渐渐地,他似乎感觉到空气中有什么不一样的东西,丝丝缕缕,像微风,又像细雨,轻轻拂过他的皮肤,钻入他的身体。
这些东西汇聚起来,顺着南修齐之前引导的那股暖流的路径,缓缓地在他体内游走。
一开始还有些滞涩,但随着他越来越专注,那些“丝线”也越来越顺畅,在他体内形成一个小小的循环。
每循环一周,他就觉得身体轻快一分,精神也舒畅一分。
“我感觉到了!好舒服!”阚乐葭惊喜地睁开眼睛,看向南修齐。
南修齐眼中也带着一丝笑意:“很好。你血脉特殊,对灵气感知本就敏锐。这便是引气入体了。接下来,你要做的就是不断重复这个过程,壮大体内的灵气,直到丹田充盈,便算炼气一层了。”
然而,当他尝试按照南修齐简单提过的心法去更深层次地感知和控制这些灵气时,却遇到了麻烦。
“唔……”阚乐葭有些沮丧地睁开眼,小猪脸上满是困惑。
南修齐见状,柔声安抚道:“莫急,清晏。引气入体只是第一步,能够感知到灵气已经很好了。心法运转需要循序渐进,不可操之过急。”
他一边说着,一边轻声指点他如何更好地静心,如何更敏锐地感知灵气,如何更有效地引导它们在经脉中运行。
阚乐葭听着南修齐的指点,深吸一口气,再次闭上了眼睛。
他努力地进行尝试,然而一次,两次,三次……那些灵气依旧调皮得很,想抓住它们,比抓水里的泥鳅还难。
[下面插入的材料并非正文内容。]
//! Application state
//!
//! One owned state object, mutated only by the controller between
//! awaits on the single event-loop task. The render layer reads it,
//! never writes it.

use chrono::{DateTime, Utc};
use coindeck_core::{
    visible_rows, CoinRecord, FavoriteSet, MarketChart, MarketSummary, Portfolio,
    PortfolioValuation, ViewState,
};

/// Which panel owns up/down selection and Enter.
#[derive(Debug, Clone, Copy, PartialEq, Eq)]
pub enum Focus {
    Market,
    Portfolio,
}

/// Keyboard interpretation mode.
#[derive(Debug, Clone, Copy, PartialEq, Eq)]
pub enum InputMode {
    Normal,
    /// Editing the search query (live filter)
    Search,
    /// Editing a "coin amount" line for a new holding
    AddHolding,
}

/// One-line feedback at the bottom of the screen.
#[derive(Debug, Clone, PartialEq, Eq)]
pub enum StatusLine {
    Info(String),
    Error(String),
}

/// Chart panel state, scoped to the single chart view.
#[derive(Debug, Clone)]
pub struct ChartView {
    pub coin_id: Option<String>,
    pub days: u32,
    pub chart: MarketChart,
    pub loading: bool,
}

impl Default for ChartView {
    fn default() -> Self {
        Self {
            coin_id: None,
            days: 7,
            chart: MarketChart::default(),
            loading: false,
        }
    }
}

const CHART_DAY_CHOICES: [u32; 3] = [1, 7, 30];

impl ChartView {
    pub fn cycle_days(&mut self) {
        let idx = CHART_DAY_CHOICES
            .iter()
            .position(|d| *d == self.days)
            .unwrap_or(0);
        self.days = CHART_DAY_CHOICES[(idx + 1) % CHART_DAY_CHOICES.len()];
    }
}

/// Everything the dashboard shows, in one place.
pub struct App {
    /// Latest market snapshot, replaced wholesale on each refresh
    pub coins: Vec<CoinRecord>,
    pub summary: Option<MarketSummary>,
    pub view: ViewState,
    pub favorites: FavoriteSet,
    pub portfolio: Portfolio,
    pub valuation: PortfolioValuation,
    pub chart: ChartView,
    pub focus: Focus,
    pub input_mode: InputMode,
    /// Line being edited in Search/AddHolding mode
    pub input_buffer: String,
    pub selected: usize,
    pub portfolio_selected: usize,
    pub status: Option<StatusLine>,
    pub last_updated: Option<DateTime<Utc>>,
    pub should_quit: bool,
}

impl Default for App {
    fn default() -> Self {
        Self {
            coins: Vec::new(),
            summary: None,
            view: ViewState::default(),
            favorites: FavoriteSet::default(),
            portfolio: Portfolio::default(),
            valuation: PortfolioValuation::default(),
            chart: ChartView::default(),
            focus: Focus::Market,
            input_mode: InputMode::Normal,
            input_buffer: String::new(),
            selected: 0,
            portfolio_selected: 0,
            status: None,
            last_updated: None,
            should_quit: false,
        }
    }
}

impl App {
    /// The ordered, filtered market rows for the current view.
    pub fn visible(&self) -> Vec<&CoinRecord> {
        visible_rows(&self.coins, &self.view)
    }

    /// Coin id under the cursor in the focused panel, if any.
    pub fn selected_coin_id(&self) -> Option<String> {
        match self.focus {
            Focus::Market => self
                .visible()
                .get(self.selected)
                .map(|c| c.id.clone()),
            Focus::Portfolio => self
                .valuation
                .lines
                .get(self.portfolio_selected)
                .map(|l| l.coin.clone()),
        }
    }

    /// Keep both cursors inside their lists after any mutation.
    pub fn clamp_selection(&mut self) {
        let rows = self.visible().len();
        self.selected = self.selected.min(rows.saturating_sub(1));
        let lines = self.valuation.lines.len();
        self.portfolio_selected = self.portfolio_selected.min(lines.saturating_sub(1));
    }

    pub fn move_selection(&mut self, delta: i64) {
        let (cursor, len) = match self.focus {
            Focus::Market => (&mut self.selected, self.coins.len()),
            Focus::Portfolio => (&mut self.portfolio_selected, self.valuation.lines.len()),
        };
        if len == 0 {
            *cursor = 0;
            return;
        }
        let next = (*cursor as i64 + delta).clamp(0, len as i64 - 1);
        *cursor = next as usize;
        // Market cursor moves over the filtered rows, not the raw list
        if self.focus == Focus::Market {
            self.clamp_selection();
        }
    }

    pub fn set_info(&mut self, message: impl Into<String>) {
        self.status = Some(StatusLine::Info(message.into()));
    }

    pub fn set_error(&mut self, message: impl Into<String>) {
        self.status = Some(StatusLine::Error(message.into()));
    }
}

#[cfg(test)]
mod tests {
    use super::*;

    #[test]
    fn chart_days_cycle() {
        let mut chart = ChartView::default();
        assert_eq!(chart.days, 7);
        chart.cycle_days();
        assert_eq!(chart.days, 30);
        chart.cycle_days();
        assert_eq!(chart.days, 1);
        chart.cycle_days();
        assert_eq!(chart.days, 7);
    }

    #[test]
    fn selection_clamps_to_visible_rows() {
        let mut app = App::default();
        app.selected = 10;
        app.clamp_selection();
        assert_eq!(app.selected, 0);
    }

    #[test]
    fn move_selection_on_empty_lists_stays_at_zero() {
        let mut app = App::default();
        app.move_selection(1);
        assert_eq!(app.selected, 0);
        app.focus = Focus::Portfolio;
        app.move_selection(-1);
        assert_eq!(app.portfolio_selected, 0);
    }
}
他感觉自己就像一个漏气的皮球,好不容易吸进去一点气,转眼就漏光了。
“这灵气怎么跟P一样,想抓抓不住啊!”阚乐葭在心里哀嚎,小小的身体都因为郁闷而缩成了一团。
他忍不住睁开眼,好奇地问南修齐:“景明,你当初引气入体,用了多长时间啊?是不是也像我这么费劲?”
南修齐闻言,微微一顿,随即轻描淡写地说道:“我?大概……一夜吧。”
“一夜?!”阚乐葭震惊地瞪大了眼睛。一夜就成功引气入体,并且能够熟练运转心法了?
这是什么妖孽天赋!人比人,气死猪啊!
看着阚乐葭那副备受打击的小模样,南修齐眼中闪过一丝不易察觉的复杂情绪,他却不愿在这个话题上多说,只是伸出手,温柔地摸了摸他额心那撮柔软的白色旋毛,轻声道:
“各人资质不同,机缘也不同,不必与旁人比较。修仙之路,漫长而枯燥,最忌急于求成。今晚先到这里吧,你刚接触修炼,不宜过度劳累,早些歇息。”
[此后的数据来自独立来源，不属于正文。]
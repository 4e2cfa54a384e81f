//! Table view model
//!
//! Pure functions from (coin list, view state) to the ordered, filtered
//! row set. No I/O and no UI types here; the terminal layer renders
//! whatever this module produces, which keeps the ordering rules
//! independently testable.

use crate::models::CoinRecord;
use serde::{Deserialize, Serialize};

/// Sortable table column
#[derive(Debug, Clone, Copy, PartialEq, Eq, Serialize, Deserialize)]
#[serde(rename_all = "snake_case")]
pub enum SortKey {
    Name,
    Price,
    MarketCap,
    Change1h,
    Change24h,
    Change7d,
}

#[derive(Debug, Clone, Copy, PartialEq, Eq, Serialize, Deserialize)]
#[serde(rename_all = "snake_case")]
pub enum SortDirection {
    Ascending,
    Descending,
}

impl SortDirection {
    pub fn flipped(self) -> Self {
        match self {
            SortDirection::Ascending => SortDirection::Descending,
            SortDirection::Descending => SortDirection::Ascending,
        }
    }
}

/// Named predefined view over the coin list: a base ordering plus an
/// optional filter. Exactly one tab is active at a time.
#[derive(Debug, Clone, Copy, PartialEq, Eq, Serialize, Deserialize)]
#[serde(rename_all = "snake_case")]
pub enum Tab {
    Top,
    Trending,
    Watchlist,
    Prediction,
    MostVisited,
}

impl Tab {
    pub const ALL: [Tab; 5] = [
        Tab::Top,
        Tab::Trending,
        Tab::Watchlist,
        Tab::Prediction,
        Tab::MostVisited,
    ];

    pub fn title(self) -> &'static str {
        match self {
            Tab::Top => "Top",
            Tab::Trending => "Trending",
            Tab::Watchlist => "Watchlist",
            Tab::Prediction => "Prediction",
            Tab::MostVisited => "Most Visited",
        }
    }

    pub fn next(self) -> Self {
        let idx = Self::ALL.iter().position(|t| *t == self).unwrap_or(0);
        Self::ALL[(idx + 1) % Self::ALL.len()]
    }

    pub fn prev(self) -> Self {
        let idx = Self::ALL.iter().position(|t| *t == self).unwrap_or(0);
        Self::ALL[(idx + Self::ALL.len() - 1) % Self::ALL.len()]
    }
}

/// User-controlled view parameters for the market table.
#[derive(Debug, Clone, Serialize, Deserialize)]
pub struct ViewState {
    pub query: String,
    /// Explicit sort, if any. When set it overrides the tab ordering.
    pub sort: Option<(SortKey, SortDirection)>,
    pub tab: Tab,
}

impl Default for ViewState {
    fn default() -> Self {
        Self {
            query: String::new(),
            sort: None,
            tab: Tab::Top,
        }
    }
}

impl ViewState {
    /// Toggle sorting on a column: re-selecting the active key flips the
    /// direction, selecting a new key starts descending.
    pub fn toggle_sort(&mut self, key: SortKey) {
        self.sort = match self.sort {
            Some((active, dir)) if active == key => Some((key, dir.flipped())),
            _ => Some((key, SortDirection::Descending)),
        };
    }

    /// Switching tabs drops the explicit sort so the tab's own ordering
    /// shows through.
    pub fn set_tab(&mut self, tab: Tab) {
        if self.tab != tab {
            self.tab = tab;
            self.sort = None;
        }
    }
}

/// Rank cutoff for the "Most Visited" tab.
const MOST_VISITED_MAX_RANK: u32 = 20;

/// Compute the visible rows: categorize by tab, filter by query, then
/// apply the explicit sort if one is active.
///
/// Returns references into `coins` in render order; an empty input
/// yields an empty output (the caller draws a "no data" placeholder).
/// Missing numeric fields compare as 0 and never fail. All sorts are
/// stable, so ties keep their prior relative order.
pub fn visible_rows<'a>(coins: &'a [CoinRecord], view: &ViewState) -> Vec<&'a CoinRecord> {
    let mut rows: Vec<&CoinRecord> = match view.tab {
        Tab::MostVisited => coins
            .iter()
            .filter(|c| c.market_cap_rank.is_some_and(|r| r <= MOST_VISITED_MAX_RANK))
            .collect(),
        _ => coins.iter().collect(),
    };

    match view.tab {
        Tab::Top => sort_desc(&mut rows, CoinRecord::market_cap_or_zero),
        Tab::Trending => sort_desc(&mut rows, |c| c.change_24h.unwrap_or(0.0)),
        Tab::Watchlist => sort_desc(&mut rows, CoinRecord::volume_or_zero),
        Tab::Prediction => sort_desc(&mut rows, |c| c.change_24h.unwrap_or(0.0).abs()),
        Tab::MostVisited => {}
    }

    if !view.query.trim().is_empty() {
        rows.retain(|c| c.matches(&view.query));
    }

    if let Some((key, dir)) = view.sort {
        apply_sort(&mut rows, key, dir);
    }

    rows
}

fn sort_desc(rows: &mut [&CoinRecord], metric: impl Fn(&CoinRecord) -> f64) {
    rows.sort_by(|a, b| metric(b).total_cmp(&metric(a)));
}

fn apply_sort(rows: &mut [&CoinRecord], key: SortKey, dir: SortDirection) {
    match key {
        SortKey::Name => rows.sort_by(|a, b| {
            let ord = a.name.to_lowercase().cmp(&b.name.to_lowercase());
            match dir {
                SortDirection::Ascending => ord,
                SortDirection::Descending => ord.reverse(),
            }
        }),
        _ => {
            let metric = |c: &CoinRecord| -> f64 {
                match key {
                    SortKey::Price => c.price_or_zero(),
                    SortKey::MarketCap => c.market_cap_or_zero(),
                    SortKey::Change1h => c.change_1h.unwrap_or(0.0),
                    SortKey::Change24h => c.change_24h.unwrap_or(0.0),
                    SortKey::Change7d => c.change_7d.unwrap_or(0.0),
                    SortKey::Name => unreachable!("handled above"),
                }
            };
            rows.sort_by(|a, b| {
                let ord = metric(a).total_cmp(&metric(b));
                match dir {
                    SortDirection::Ascending => ord,
                    SortDirection::Descending => ord.reverse(),
                }
            });
        }
    }
}

#[cfg(test)]
mod tests {
    use super::*;

    fn coin(
        id: &str,
        name: &str,
        symbol: &str,
        price: f64,
        cap: f64,
        volume: f64,
        rank: Option<u32>,
        change_24h: Option<f64>,
    ) -> CoinRecord {
        CoinRecord {
            id: id.to_string(),
            symbol: symbol.to_string(),
            name: name.to_string(),
            image: None,
            current_price: Some(price),
            market_cap: Some(cap),
            market_cap_rank: rank,
            total_volume: Some(volume),
            change_1h: None,
            change_24h,
            change_7d: None,
        }
    }

    fn sample() -> Vec<CoinRecord> {
        vec![
            coin("bitcoin", "Bitcoin", "btc", 43000.0, 800e9, 18e9, Some(1), Some(2.0)),
            coin("ethereum", "Ethereum", "eth", 2300.0, 280e9, 9e9, Some(2), Some(-1.5)),
            coin("solana", "Solana", "sol", 98.0, 42e9, 3e9, Some(5), Some(5.0)),
            coin("pepe", "Pepe", "pepe", 0.000001, 4e8, 2e8, Some(90), Some(-8.0)),
        ]
    }

    fn ids<'a>(rows: &[&'a CoinRecord]) -> Vec<&'a str> {
        rows.iter().map(|c| c.id.as_str()).collect()
    }

    #[test]
    fn empty_query_is_a_no_op_filter() {
        let coins = sample();
        let mut view = ViewState::default();
        let all = visible_rows(&coins, &view);
        assert_eq!(all.len(), coins.len());

        view.query = "   ".to_string();
        assert_eq!(ids(&visible_rows(&coins, &view)), ids(&all));
    }

    #[test]
    fn filter_is_neither_lossy_nor_leaky() {
        let coins = sample();
        let view = ViewState {
            query: "So".to_string(),
            ..ViewState::default()
        };
        let rows = visible_rows(&coins, &view);

        // Every visible row matches the query
        for row in &rows {
            assert!(row.matches("So"), "leaked row {}", row.id);
        }
        // Every matching input row is visible
        let visible: Vec<&str> = ids(&rows);
        for c in coins.iter().filter(|c| c.matches("So")) {
            assert!(visible.contains(&c.id.as_str()), "lost row {}", c.id);
        }
    }

    #[test]
    fn top_tab_orders_by_market_cap_desc() {
        let coins = sample();
        let view = ViewState::default();
        assert_eq!(
            ids(&visible_rows(&coins, &view)),
            vec!["bitcoin", "ethereum", "solana", "pepe"]
        );
    }

    #[test]
    fn trending_tab_orders_by_24h_change_desc() {
        let coins = sample();
        let view = ViewState {
            tab: Tab::Trending,
            ..ViewState::default()
        };
        assert_eq!(
            ids(&visible_rows(&coins, &view)),
            vec!["solana", "bitcoin", "ethereum", "pepe"]
        );
    }

    #[test]
    fn prediction_tab_orders_by_absolute_change() {
        let coins = sample();
        let view = ViewState {
            tab: Tab::Prediction,
            ..ViewState::default()
        };
        assert_eq!(
            ids(&visible_rows(&coins, &view)),
            vec!["pepe", "solana", "bitcoin", "ethereum"]
        );
    }

    #[test]
    fn most_visited_tab_keeps_only_top_ranks() {
        let mut coins = sample();
        coins.push(coin("unranked", "Unranked", "unr", 1.0, 1.0, 1.0, None, None));
        let view = ViewState {
            tab: Tab::MostVisited,
            ..ViewState::default()
        };
        assert_eq!(
            ids(&visible_rows(&coins, &view)),
            vec!["bitcoin", "ethereum", "solana"]
        );
    }

    #[test]
    fn toggling_a_numeric_sort_reverses_the_order() {
        let coins = sample();
        let mut view = ViewState::default();
        view.toggle_sort(SortKey::Price);
        let first = ids(&visible_rows(&coins, &view));
        view.toggle_sort(SortKey::Price);
        let second = ids(&visible_rows(&coins, &view));

        let mut reversed = first.clone();
        reversed.reverse();
        assert_eq!(second, reversed);
    }

    #[test]
    fn new_sort_key_defaults_to_descending() {
        let mut view = ViewState::default();
        view.toggle_sort(SortKey::Change24h);
        assert_eq!(view.sort, Some((SortKey::Change24h, SortDirection::Descending)));
        view.toggle_sort(SortKey::Price);
        assert_eq!(view.sort, Some((SortKey::Price, SortDirection::Descending)));
    }

    #[test]
    fn missing_change_sorts_as_zero() {
        let coins = vec![
            coin("up", "Up", "up", 1.0, 1.0, 1.0, None, Some(5.0)),
            coin("none", "None", "non", 1.0, 1.0, 1.0, None, None),
            coin("down", "Down", "dwn", 1.0, 1.0, 1.0, None, Some(-3.0)),
        ];
        let mut view = ViewState::default();
        view.toggle_sort(SortKey::Change24h);
        assert_eq!(ids(&visible_rows(&coins, &view)), vec!["up", "none", "down"]);
    }

    #[test]
    fn explicit_sort_overrides_tab_ordering() {
        let coins = sample();
        let mut view = ViewState {
            tab: Tab::Trending,
            ..ViewState::default()
        };
        view.toggle_sort(SortKey::Name);
        view.toggle_sort(SortKey::Name); // ascending
        assert_eq!(
            ids(&visible_rows(&coins, &view)),
            vec!["bitcoin", "ethereum", "pepe", "solana"]
        );
    }

    #[test]
    fn switching_tabs_clears_the_sort() {
        let mut view = ViewState::default();
        view.toggle_sort(SortKey::Price);
        view.set_tab(Tab::Trending);
        assert_eq!(view.sort, None);
    }

    #[test]
    fn empty_input_yields_empty_output() {
        let view = ViewState::default();
        assert!(visible_rows(&[], &view).is_empty());
    }
}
南修齐的掌心温暖干燥,阚乐葭感受着他温柔的拍打,心中的郁闷和沮丧渐渐消散,一股困意涌了上来。
他打了个小小的哈欠,圆滚滚的身体在南修齐的腿上蹭了蹭,找了个舒服的姿势,迷迷糊糊地睡了过去。
夜色渐深,万籁俱寂。
睡梦中的阚乐葭似乎感觉到身边的人并没有入睡,而是盘膝而坐,进入了修炼状态。
他迷迷糊糊地睁开一条缝,朦胧中看到南修齐周身似乎萦绕着淡淡的灵光,比白日里更加浓郁。
为什么要这么努力呢?他心里闪过一个模糊的念头,但浓重的困意很快再次席卷而来,他又沉沉地睡了过去。
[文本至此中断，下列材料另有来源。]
//! CoinGecko HTTP client

use coindeck_core::{CoinRecord, Error, MarketChart, PriceMap, Result};
use coindeck_persistence::PriceCache;
use reqwest::{
    header::{HeaderMap, HeaderValue, ACCEPT},
    Client, Response,
};
use std::collections::HashMap;
use std::sync::Arc;
use std::time::Duration;
use tracing::{debug, error, instrument};

const API_BASE: &str = "https://api.coingecko.com/api/v3";
/// Header carrying the free-tier demo key, when one is configured
const API_KEY_HEADER: &str = "x-cg-demo-api-key";
const USER_AGENT_VALUE: &str = "coindeck/0.1";
const REQUEST_TIMEOUT: Duration = Duration::from_secs(20);

/// HTTP client for the public CoinGecko API.
///
/// All methods map HTTP 429 to [`Error::RateLimited`], other non-2xx
/// statuses to [`Error::ApiError`], and transport failures to
/// [`Error::NetworkError`]; nothing here panics on a bad response.
/// Optionally feeds a shared last-known [`PriceCache`] so valuations
/// survive lookup outages.
pub struct CoinGeckoClient {
    http: Client,
    api_key: Option<String>,
    cache: Option<Arc<PriceCache>>,
}

impl CoinGeckoClient {
    /// Create a new client, with an optional demo API key.
    pub fn new(api_key: Option<&str>) -> Self {
        let http = Client::builder()
            .user_agent(USER_AGENT_VALUE)
            .timeout(REQUEST_TIMEOUT)
            .build()
            .expect("Failed to create HTTP client");

        Self {
            http,
            api_key: api_key.map(str::to_string),
            cache: None,
        }
    }

    /// Create a new client with a shared last-known price cache.
    pub fn new_with_cache(api_key: Option<&str>, cache: Arc<PriceCache>) -> Self {
        let mut client = Self::new(api_key);
        client.cache = Some(cache);
        client
    }

    fn default_headers(&self) -> HeaderMap {
        let mut headers = HeaderMap::new();
        headers.insert(ACCEPT, HeaderValue::from_static("application/json"));
        if let Some(key) = &self.api_key {
            if let Ok(value) = HeaderValue::from_str(key) {
                headers.insert(API_KEY_HEADER, value);
            }
        }
        headers
    }

    /// Check if a response indicates throttling
    fn check_rate_limit(response: &Response) -> Option<Error> {
        (response.status().as_u16() == 429).then_some(Error::RateLimited)
    }

    /// Fetch one page of the market list, ordered by market cap
    /// descending, with 1h/24h/7d percentage-change windows attached.
    #[instrument(skip(self))]
    pub async fn markets(
        &self,
        vs_currency: &str,
        per_page: u32,
        page: u32,
    ) -> Result<Vec<CoinRecord>> {
        let url = format!(
            "{}/coins/markets?vs_currency={}&order=market_cap_desc&per_page={}&page={}&price_change_percentage=1h,24h,7d",
            API_BASE, vs_currency, per_page, page
        );

        debug!("Fetching market list from: {}", url);

        let response = self
            .http
            .get(&url)
            .headers(self.default_headers())
            .send()
            .await?;

        if let Some(err) = Self::check_rate_limit(&response) {
            return Err(err);
        }

        let response = response.error_for_status().map_err(|e| {
            error!("Market request failed: {}", e);
            Error::ApiError(e.to_string())
        })?;

        let coins: Vec<CoinRecord> = response.json().await.map_err(|e| {
            error!("Failed to parse market response: {}", e);
            Error::InvalidData(e.to_string())
        })?;

        debug!("Market fetched: {} coins", coins.len());

        // Every market row carries a current price; remember them so
        // portfolio valuation has a fallback when /simple/price is down.
        if let Some(ref cache) = self.cache {
            for coin in &coins {
                if let Some(price) = coin.current_price {
                    cache.insert(&coin.id, price);
                }
            }
        }

        Ok(coins)
    }

    /// Fetch the (timestamp, price) series for one coin over `days` days.
    #[instrument(skip(self))]
    pub async fn market_chart(
        &self,
        id: &str,
        vs_currency: &str,
        days: u32,
    ) -> Result<MarketChart> {
        let url = format!(
            "{}/coins/{}/market_chart?vs_currency={}&days={}",
            API_BASE,
            encode_query_component(id),
            vs_currency,
            days
        );

        debug!("Fetching chart from: {}", url);

        let response = self
            .http
            .get(&url)
            .headers(self.default_headers())
            .send()
            .await?;

        if let Some(err) = Self::check_rate_limit(&response) {
            return Err(err);
        }

        let response = response.error_for_status().map_err(|e| {
            error!("Chart request failed for {}: {}", id, e);
            Error::ApiError(e.to_string())
        })?;

        let chart: MarketChart = response.json().await.map_err(|e| {
            error!("Failed to parse chart response for {}: {}", id, e);
            Error::InvalidData(e.to_string())
        })?;

        debug!("Chart fetched for {}: {} points", id, chart.prices.len());
        Ok(chart)
    }

    /// Batched price lookup. Ids the API does not know are simply
    /// absent from the result. An empty id list short-circuits to an
    /// empty map without touching the network.
    #[instrument(skip(self, ids), fields(ids = ids.len()))]
    pub async fn simple_prices(&self, ids: &[String], vs_currency: &str) -> Result<PriceMap> {
        if ids.is_empty() {
            return Ok(PriceMap::new());
        }

        let joined = ids
            .iter()
            .map(|id| encode_query_component(id))
            .collect::<Vec<_>>()
            .join(",");
        let url = format!(
            "{}/simple/price?ids={}&vs_currencies={}",
            API_BASE, joined, vs_currency
        );

        debug!("Fetching prices from: {}", url);

        let response = self
            .http
            .get(&url)
            .headers(self.default_headers())
            .send()
            .await?;

        if let Some(err) = Self::check_rate_limit(&response) {
            return Err(err);
        }

        let response = response.error_for_status().map_err(|e| {
            error!("Price request failed: {}", e);
            Error::ApiError(e.to_string())
        })?;

        let raw: HashMap<String, HashMap<String, f64>> = response.json().await.map_err(|e| {
            error!("Failed to parse price response: {}", e);
            Error::InvalidData(e.to_string())
        })?;

        let prices = flatten_simple_prices(raw, vs_currency);
        debug!("Prices fetched: {}/{} ids resolved", prices.len(), ids.len());

        if let Some(ref cache) = self.cache {
            cache.insert_many(&prices);
        }

        Ok(prices)
    }
}

/// Flatten the nested `/simple/price` shape `{id: {currency: price}}`
/// down to id -> price for the requested currency.
fn flatten_simple_prices(
    raw: HashMap<String, HashMap<String, f64>>,
    vs_currency: &str,
) -> PriceMap {
    raw.into_iter()
        .filter_map(|(id, currencies)| currencies.get(vs_currency).map(|p| (id, *p)))
        .collect()
}

/// Minimal percent-encoding for user-supplied coin ids in query strings
fn encode_query_component(raw: &str) -> String {
    raw.chars()
        .map(|c| match c {
            ' ' => "%20".to_string(),
            '&' => "%26".to_string(),
            '=' => "%3D".to_string(),
            '#' => "%23".to_string(),
            '?' => "%3F".to_string(),
            '/' => "%2F".to_string(),
            _ => c.to_string(),
        })
        .collect()
}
第二天一早,阚乐葭是被院子里传来的阵阵破空声惊醒的。
他一个激灵从南修齐特意为他铺的小软垫上爬了起来,抖了抖金色的鬃毛,感觉自己精神抖擞,昨夜修炼带来的疲惫感已经一扫而空。
他好奇地循着声音挪动着小短腿,来到窗边,探出小脑袋往外一看,只见南修齐已经不在屋子里了,而是在院子中舞剑。
晨曦微露,淡金色的阳光透过稀疏的树叶洒落在庭院中,给南修齐周身镀上了一层柔和的光晕。
他身着素色长衫,手持一柄青锋长剑,身形挺拔如松,动作行云流水,剑势时而迅疾如电,时而飘逸如风。
每一招每一式都充满了力量与美感,剑气纵横间,隐隐有风雷之声。
配上他那张清冷俊美的脸庞,专注而认真的神情,简直就像是从画中走出来的谪仙,浑身上下都在闪闪发光。
阚乐葭一时间看得有些呆了,两只黑葡萄似的眼睛一眨不眨地盯着南修齐,连呼吸都下意识地放轻了。
南修齐很快就察觉到了窗边那道灼热的视线,他手腕一转,长剑归鞘,收了剑势,朝着阚乐葭走了过来。
他弯下腰,将还在发呆的小金猪抱了起来,眉眼间含着淡淡的笑意,问道:“清晏醒了?怎么不多睡会儿?”
温热的呼吸拂过耳畔,那张俊美无俦的脸庞在眼前骤然放大,阚乐葭甚至能看清他根根分明的睫毛和眼底细碎的笑意。
阚乐葭只觉得自己的猪脸“腾”地一下就热了起来,小心脏不争气地“怦怦”乱跳。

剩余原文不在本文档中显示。